▶ **About this exercise**
Give back exactly the lines of the entries below from the line with "the host project." to the line with "Url under which", inclusive, and only those.

─── Input

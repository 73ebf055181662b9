use std::path::{Path, PathBuf};

use crate::{
    common::{ASSETS_ROOT_URL, TEMP_FOLDER_NAME},
    AssetUrl,
};

/// Name of the folder in the host project that backs the [`ASSETS_ROOT_URL`].
pub const ASSETS_FOLDER_NAME: &str = "assets";

/// Settings of the host project that the resources are imported into.
#[derive(Debug, Clone, PartialEq, Eq)]
pub struct ImportConfig {
    project_path: PathBuf,
    temp_folder_name: String,
    assets_root_url: AssetUrl,
    assets_folder_name: String,
}

impl ImportConfig {
    /// Creates the default configuration for the host project at `project_path`.
    pub fn new(project_path: impl Into<PathBuf>) -> Self {
        Self {
            project_path: project_path.into(),
            temp_folder_name: TEMP_FOLDER_NAME.to_owned(),
            assets_root_url: AssetUrl::new(ASSETS_ROOT_URL),
            assets_folder_name: ASSETS_FOLDER_NAME.to_owned(),
        }
    }

    pub fn with_temp_folder_name(mut self, temp_folder_name: impl Into<String>) -> Self {
        self.temp_folder_name = temp_folder_name.into();
        self
    }

    pub fn with_assets_root_url(mut self, assets_root_url: AssetUrl) -> Self {
        self.assets_root_url = assets_root_url;
        self
    }

    pub fn with_assets_folder_name(mut self, assets_folder_name: impl Into<String>) -> Self {
        self.assets_folder_name = assets_folder_name.into();
        self
    }

    pub fn project_path(&self) -> &Path {
        &self.project_path
    }

    pub fn assets_root_url(&self) -> &AssetUrl {
        &self.assets_root_url
    }

    /// Folder in which the staging directories are created.
    pub fn temp_path(&self) -> PathBuf {
        self.project_path.join(&self.temp_folder_name)
    }

    /// Folder that contains the assets of the host project.
    pub fn assets_path(&self) -> PathBuf {
        self.project_path.join(&self.assets_folder_name)
    }

    /// Staging directory for the resources of the project `project_name`.
    pub fn staging_root(&self, project_name: &str) -> PathBuf {
        self.temp_path().join(project_name)
    }

    /// Staging directory for the scene files of the project `project_name`, e.g. `Game_ccbs`.
    pub fn scene_staging_root(&self, project_name: &str, scene_extension: &str) -> PathBuf {
        self.temp_path().join(format!("{project_name}_{scene_extension}s"))
    }

    /// Url under which the resources of the project `project_name` are imported.
    pub fn destination_url(&self, project_name: &str) -> AssetUrl {
        self.assets_root_url.join(project_name)
    }
}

──────

▶ **Solution below**
    /// Folder that contains the assets of the host project.
    pub fn assets_path(&self) -> PathBuf {
        self.project_path.join(&self.assets_folder_name)
    }

    /// Staging directory for the resources of the project `project_name`.
    pub fn staging_root(&self, project_name: &str) -> PathBuf {
        self.temp_path().join(project_name)
    }

    /// Staging directory for the scene files of the project `project_name`, e.g. `Game_ccbs`.
    pub fn scene_staging_root(&self, project_name: &str, scene_extension: &str) -> PathBuf {
        self.temp_path().join(format!("{project_name}_{scene_extension}s"))
    }

    /// Url under which the resources of the project `project_name` are imported.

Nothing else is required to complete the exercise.